If a line in the data below includes the string "headers", please return a copy of it.

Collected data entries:
· · ·
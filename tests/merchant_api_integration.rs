//! Integration tests for the Merchant API client over real HTTP.
//!
//! A local axum server stands in for the Paytrail API. It recomputes the
//! content digest and HMAC signature of every request from the raw bytes it
//! received and rejects anything that does not verify, so these tests check
//! the signing contract end to end through `ReqwestTransport`.

use std::net::SocketAddr;
use std::sync::{Arc, Mutex};

use axum::body::Bytes;
use axum::extract::State;
use axum::http::{header, HeaderMap, Method, StatusCode, Uri};
use axum::response::{IntoResponse, Response};
use axum::Router;
use base64::{engine::general_purpose::STANDARD, Engine as _};
use chrono::{DateTime, NaiveDate, Utc};
use hmac::{Hmac, Mac};
use md5::{Digest, Md5};
use serde::Serialize;
use serde_json::json;
use sha2::Sha256;

use paytrail_merchant::config::HttpConfig;
use paytrail_merchant::{Credentials, MerchantApi, Outcome, ReqwestTransport};

const MERCHANT_ID: &str = "13466";
const MERCHANT_SECRET: &str = "6pKF4jkv97zmqBJ3ZL8gUw5DfT2NMQ";

// =============================================================================
// Test Infrastructure
// =============================================================================

/// A request as the fake API saw it.
#[derive(Debug, Clone)]
struct Recorded {
    method: Method,
    path_and_query: String,
    headers: HeaderMap,
    body: String,
}

impl Recorded {
    fn header(&self, name: &str) -> Option<&str> {
        self.headers.get(name).and_then(|v| v.to_str().ok())
    }
}

/// Refund row with a fixed field order, so the body digest is stable.
#[derive(Debug, Serialize)]
struct Row {
    title: &'static str,
    amount: u64,
}

#[derive(Clone, Default)]
struct FakeApi {
    requests: Arc<Mutex<Vec<Recorded>>>,
}

impl FakeApi {
    fn requests(&self) -> Vec<Recorded> {
        self.requests.lock().unwrap().clone()
    }

    fn last(&self) -> Recorded {
        self.requests().last().cloned().expect("no request recorded")
    }
}

fn error_body(title: &str, description: &str, workaround: &str) -> String {
    json!({
        "error": {
            "title": title,
            "description": description,
            "workaround": workaround,
        }
    })
    .to_string()
}

/// Recomputes the signature the way the API does. Returns the rejection
/// reason on mismatch.
fn verify_signature(method: &Method, path: &str, headers: &HeaderMap, body: &[u8]) -> Result<(), String> {
    let get = |name: &str| {
        headers
            .get(name)
            .and_then(|v| v.to_str().ok())
            .map(str::to_string)
            .ok_or_else(|| format!("missing {} header", name))
    };

    let timestamp = get("timestamp")?;
    let content_md5 = get("content-md5")?;
    let authorization = get("authorization")?;

    let signed_at = DateTime::parse_from_rfc3339(&timestamp)
        .map_err(|e| format!("bad timestamp {}: {}", timestamp, e))?;
    if (Utc::now() - signed_at.with_timezone(&Utc)).num_seconds().abs() > 300 {
        return Err("stale timestamp".to_string());
    }

    let expected_md5 = STANDARD.encode(Md5::digest(body));
    if content_md5 != expected_md5 {
        return Err("content digest mismatch".to_string());
    }

    let merchant = format!("PaytrailMerchantAPI {}", MERCHANT_ID);
    let message = [method.as_str(), path, &merchant, &timestamp, &expected_md5].join("\n");
    let mut mac = Hmac::<Sha256>::new_from_slice(MERCHANT_SECRET.as_bytes()).unwrap();
    mac.update(message.as_bytes());
    let expected = format!("{}:{}", merchant, STANDARD.encode(mac.finalize().into_bytes()));

    if authorization != expected {
        return Err("signature mismatch".to_string());
    }
    Ok(())
}

async fn handle(
    State(api): State<FakeApi>,
    method: Method,
    uri: Uri,
    headers: HeaderMap,
    body: Bytes,
) -> Response {
    let path_and_query = uri
        .path_and_query()
        .map(|pq| pq.as_str().to_string())
        .unwrap_or_else(|| uri.path().to_string());

    api.requests.lock().unwrap().push(Recorded {
        method: method.clone(),
        path_and_query: path_and_query.clone(),
        headers: headers.clone(),
        body: String::from_utf8_lossy(&body).into_owned(),
    });

    if let Err(reason) = verify_signature(&method, &path_and_query, &headers, &body) {
        return (
            StatusCode::UNAUTHORIZED,
            error_body("Unauthorized", &reason, "Check merchant credentials"),
        )
            .into_response();
    }

    let segments: Vec<&str> = uri.path().trim_start_matches('/').split('/').collect();

    match (method.as_str(), segments.as_slice()) {
        ("POST", ["merchant", "v1", "payments", "999", "refunds"]) => (
            StatusCode::BAD_REQUEST,
            error_body("Error", "Refund amount exceeds payment", "Lower the amount"),
        )
            .into_response(),
        ("POST", ["merchant", "v1", "payments", "998", "refunds"]) => {
            StatusCode::ACCEPTED.into_response()
        }
        ("POST", ["merchant", "v1", "payments", _, "refunds"]) => (
            StatusCode::ACCEPTED,
            [(
                header::LOCATION,
                "https://api.paytrail.com/merchant/v1/refunds/9f3c1a77b2",
            )],
        )
            .into_response(),
        ("DELETE", ["merchant", "v1", "refunds", _]) => StatusCode::NO_CONTENT.into_response(),
        ("GET", ["merchant", "v1", "refunds", token]) => (
            StatusCode::OK,
            json!({ "refund": token, "status": "ok" }).to_string(),
        )
            .into_response(),
        ("GET", ["merchant", "v1", "settlements"]) => {
            (StatusCode::OK, uri.query().unwrap_or_default().to_string()).into_response()
        }
        ("GET", ["merchant", "v1", "settlements", id]) => (
            StatusCode::OK,
            json!({ "settlement": id }).to_string(),
        )
            .into_response(),
        ("GET", ["merchant", "v1", "payments", "missing"]) => {
            StatusCode::NOT_FOUND.into_response()
        }
        ("GET", ["merchant", "v1", "payments", id]) => (
            StatusCode::OK,
            json!({ "payment": id, "status": "paid" }).to_string(),
        )
            .into_response(),
        ("GET", ["merchant", "v1", "payments"]) => (
            StatusCode::OK,
            json!([{ "orderNumber": uri.query().unwrap_or_default() }]).to_string(),
        )
            .into_response(),
        _ => (StatusCode::NOT_FOUND, "no such endpoint").into_response(),
    }
}

async fn spawn_fake_api() -> (SocketAddr, FakeApi) {
    let api = FakeApi::default();
    let app = Router::new().fallback(handle).with_state(api.clone());

    let listener = tokio::net::TcpListener::bind("127.0.0.1:0").await.unwrap();
    let addr = listener.local_addr().unwrap();
    tokio::spawn(async move {
        axum::serve(listener, app).await.unwrap();
    });

    (addr, api)
}

fn client(addr: SocketAddr, secret: &str) -> MerchantApi {
    let transport = ReqwestTransport::new(&HttpConfig::default()).unwrap();
    MerchantApi::new(Credentials::new(MERCHANT_ID, secret), Arc::new(transport))
        .with_base_url(format!("http://{}/", addr))
}

// =============================================================================
// Refunds
// =============================================================================

#[tokio::test]
async fn create_refund_returns_token_from_location() {
    let (addr, fake) = spawn_fake_api().await;
    let api = client(addr, MERCHANT_SECRET);

    let rows = [Row { title: "foo", amount: 10 }];
    let outcome = api
        .create_refund(123, &rows, "foo@bar.com", Some("https://notifyUrl.com"))
        .await;

    assert_eq!(outcome, Outcome::success("9f3c1a77b2"));

    let request = fake.last();
    assert_eq!(request.method, Method::POST);
    assert_eq!(request.path_and_query, "/merchant/v1/payments/123/refunds");
    assert_eq!(
        request.body,
        r#"{"rows":[{"title":"foo","amount":10}],"email":"foo@bar.com","notifyUrl":"https://notifyUrl.com"}"#
    );
    assert_eq!(request.header("content-md5"), Some("9W/ZUbcicvBqkI7sCu5WXQ=="));
    assert_eq!(request.header("refund-origin"), Some("internal"));
    assert_eq!(request.header("content-type"), Some("application/json"));
}

#[tokio::test]
async fn create_refund_without_notify_url_omits_field() {
    let (addr, fake) = spawn_fake_api().await;
    let api = client(addr, MERCHANT_SECRET);

    let rows = [Row { title: "foo", amount: 10 }];
    let outcome = api.create_refund(123, &rows, "foo@bar.com", None).await;

    assert!(outcome.is_success());
    assert!(!fake.last().body.contains("notifyUrl"));
}

#[tokio::test]
async fn create_refund_reports_api_error_message() {
    let (addr, _fake) = spawn_fake_api().await;
    let api = client(addr, MERCHANT_SECRET);

    let rows = [Row { title: "foo", amount: 100_000 }];
    let outcome = api.create_refund(999, &rows, "foo@bar.com", None).await;

    assert_eq!(
        outcome,
        Outcome::failed("Error: Refund amount exceeds payment, Lower the amount")
    );
}

#[tokio::test]
async fn create_refund_without_location_is_failed() {
    let (addr, _fake) = spawn_fake_api().await;
    let api = client(addr, MERCHANT_SECRET);

    let rows = [Row { title: "foo", amount: 10 }];
    let outcome = api.create_refund(998, &rows, "foo@bar.com", None).await;

    assert!(!outcome.is_success());
    assert!(outcome.error().unwrap().contains("Location"));
}

#[tokio::test]
async fn cancel_refund_accepts_no_content() {
    let (addr, fake) = spawn_fake_api().await;
    let api = client(addr, MERCHANT_SECRET);

    let outcome = api.cancel_refund("9f3c1a77b2").await;

    assert_eq!(outcome, Outcome::success(""));
    let request = fake.last();
    assert_eq!(request.method, Method::DELETE);
    assert_eq!(request.path_and_query, "/merchant/v1/refunds/9f3c1a77b2");
    assert_eq!(request.header("content-md5"), Some("1B2M2Y8AsgTpgAmY7PhCfg=="));
}

#[tokio::test]
async fn get_refund_details_returns_body() {
    let (addr, _fake) = spawn_fake_api().await;
    let api = client(addr, MERCHANT_SECRET);

    let outcome = api.get_refund_details("9f3c1a77b2").await;

    let content: serde_json::Value = serde_json::from_str(outcome.content().unwrap()).unwrap();
    assert_eq!(content["refund"], "9f3c1a77b2");
}

// =============================================================================
// Settlements
// =============================================================================

#[tokio::test]
async fn get_settlements_sends_both_dates() {
    let (addr, _fake) = spawn_fake_api().await;
    let api = client(addr, MERCHANT_SECRET);

    let outcome = api
        .get_settlements(
            NaiveDate::from_ymd_opt(2023, 1, 1).unwrap(),
            NaiveDate::from_ymd_opt(2023, 1, 31),
        )
        .await;

    assert_eq!(outcome, Outcome::success("fromDate=2023-01-01&toDate=2023-01-31"));
}

#[tokio::test]
async fn get_settlements_defaults_end_date_to_today() {
    let (addr, _fake) = spawn_fake_api().await;
    let api = client(addr, MERCHANT_SECRET);

    let today = Utc::now().date_naive();
    let outcome = api
        .get_settlements(NaiveDate::from_ymd_opt(2023, 1, 1).unwrap(), None)
        .await;

    let query = outcome.content().unwrap().to_string();
    assert!(query.starts_with("fromDate=2023-01-01&toDate="));
    // The request may straddle midnight UTC.
    let to_date = NaiveDate::parse_from_str(&query["fromDate=2023-01-01&toDate=".len()..], "%Y-%m-%d").unwrap();
    assert!(to_date == today || to_date == today.succ_opt().unwrap());
}

#[tokio::test]
async fn get_settlement_details_returns_body() {
    let (addr, fake) = spawn_fake_api().await;
    let api = client(addr, MERCHANT_SECRET);

    let outcome = api.get_settlement_details("st-42").await;

    assert_eq!(outcome, Outcome::success(r#"{"settlement":"st-42"}"#));
    assert_eq!(fake.last().path_and_query, "/merchant/v1/settlements/st-42");
}

// =============================================================================
// Payments
// =============================================================================

#[tokio::test]
async fn get_payment_details_returns_body() {
    let (addr, fake) = spawn_fake_api().await;
    let api = client(addr, MERCHANT_SECRET);

    let outcome = api.get_payment_details("123").await;

    let content: serde_json::Value = serde_json::from_str(outcome.content().unwrap()).unwrap();
    assert_eq!(content["payment"], "123");
    let request = fake.last();
    assert_eq!(request.method, Method::GET);
    assert!(request.body.is_empty());
}

#[tokio::test]
async fn get_payment_details_not_found_with_empty_body() {
    let (addr, _fake) = spawn_fake_api().await;
    let api = client(addr, MERCHANT_SECRET);

    let outcome = api.get_payment_details("missing").await;

    assert_eq!(outcome, Outcome::failed("Unexpected HTTP status 404"));
}

#[tokio::test]
async fn get_payments_queries_by_order_number() {
    let (addr, fake) = spawn_fake_api().await;
    let api = client(addr, MERCHANT_SECRET);

    let outcome = api.get_payments("order-77").await;

    assert!(outcome.is_success());
    assert_eq!(
        fake.last().path_and_query,
        "/merchant/v1/payments?order_number=order-77"
    );
}

// =============================================================================
// Signing and transport failures
// =============================================================================

#[tokio::test]
async fn every_request_carries_verifiable_signature() {
    let (addr, fake) = spawn_fake_api().await;
    let api = client(addr, MERCHANT_SECRET);

    api.get_payment_details("1").await;
    api.get_refund_details("2").await;
    api.cancel_refund("3").await;

    let requests = fake.requests();
    assert_eq!(requests.len(), 3);
    for request in requests {
        let authorization = request.header("authorization").unwrap();
        assert!(authorization.starts_with("PaytrailMerchantAPI 13466:"));
        assert!(request.header("timestamp").unwrap().ends_with("+00:00"));
    }
}

#[tokio::test]
async fn wrong_secret_is_rejected_by_server() {
    let (addr, _fake) = spawn_fake_api().await;
    let api = client(addr, "not-the-secret");

    let outcome = api.get_payment_details("123").await;

    assert_eq!(
        outcome,
        Outcome::failed("Unauthorized: signature mismatch, Check merchant credentials")
    );
}

#[tokio::test]
async fn connection_refused_is_failed() {
    let listener = tokio::net::TcpListener::bind("127.0.0.1:0").await.unwrap();
    let addr = listener.local_addr().unwrap();
    drop(listener);

    let api = client(addr, MERCHANT_SECRET);
    let outcome = api.get_payment_details("123").await;

    assert!(!outcome.is_success());
    assert!(!outcome.error().unwrap().is_empty());
}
· · ·
» FINISHED TASK:
    headers: HeaderMap,
        self.headers.get(name).and_then(|v| v.to_str().ok())
fn verify_signature(method: &Method, path: &str, headers: &HeaderMap, body: &[u8]) -> Result<(), String> {
        headers
    headers: HeaderMap,
        headers: headers.clone(),
    if let Err(reason) = verify_signature(&method, &path_and_query, &headers, &body) {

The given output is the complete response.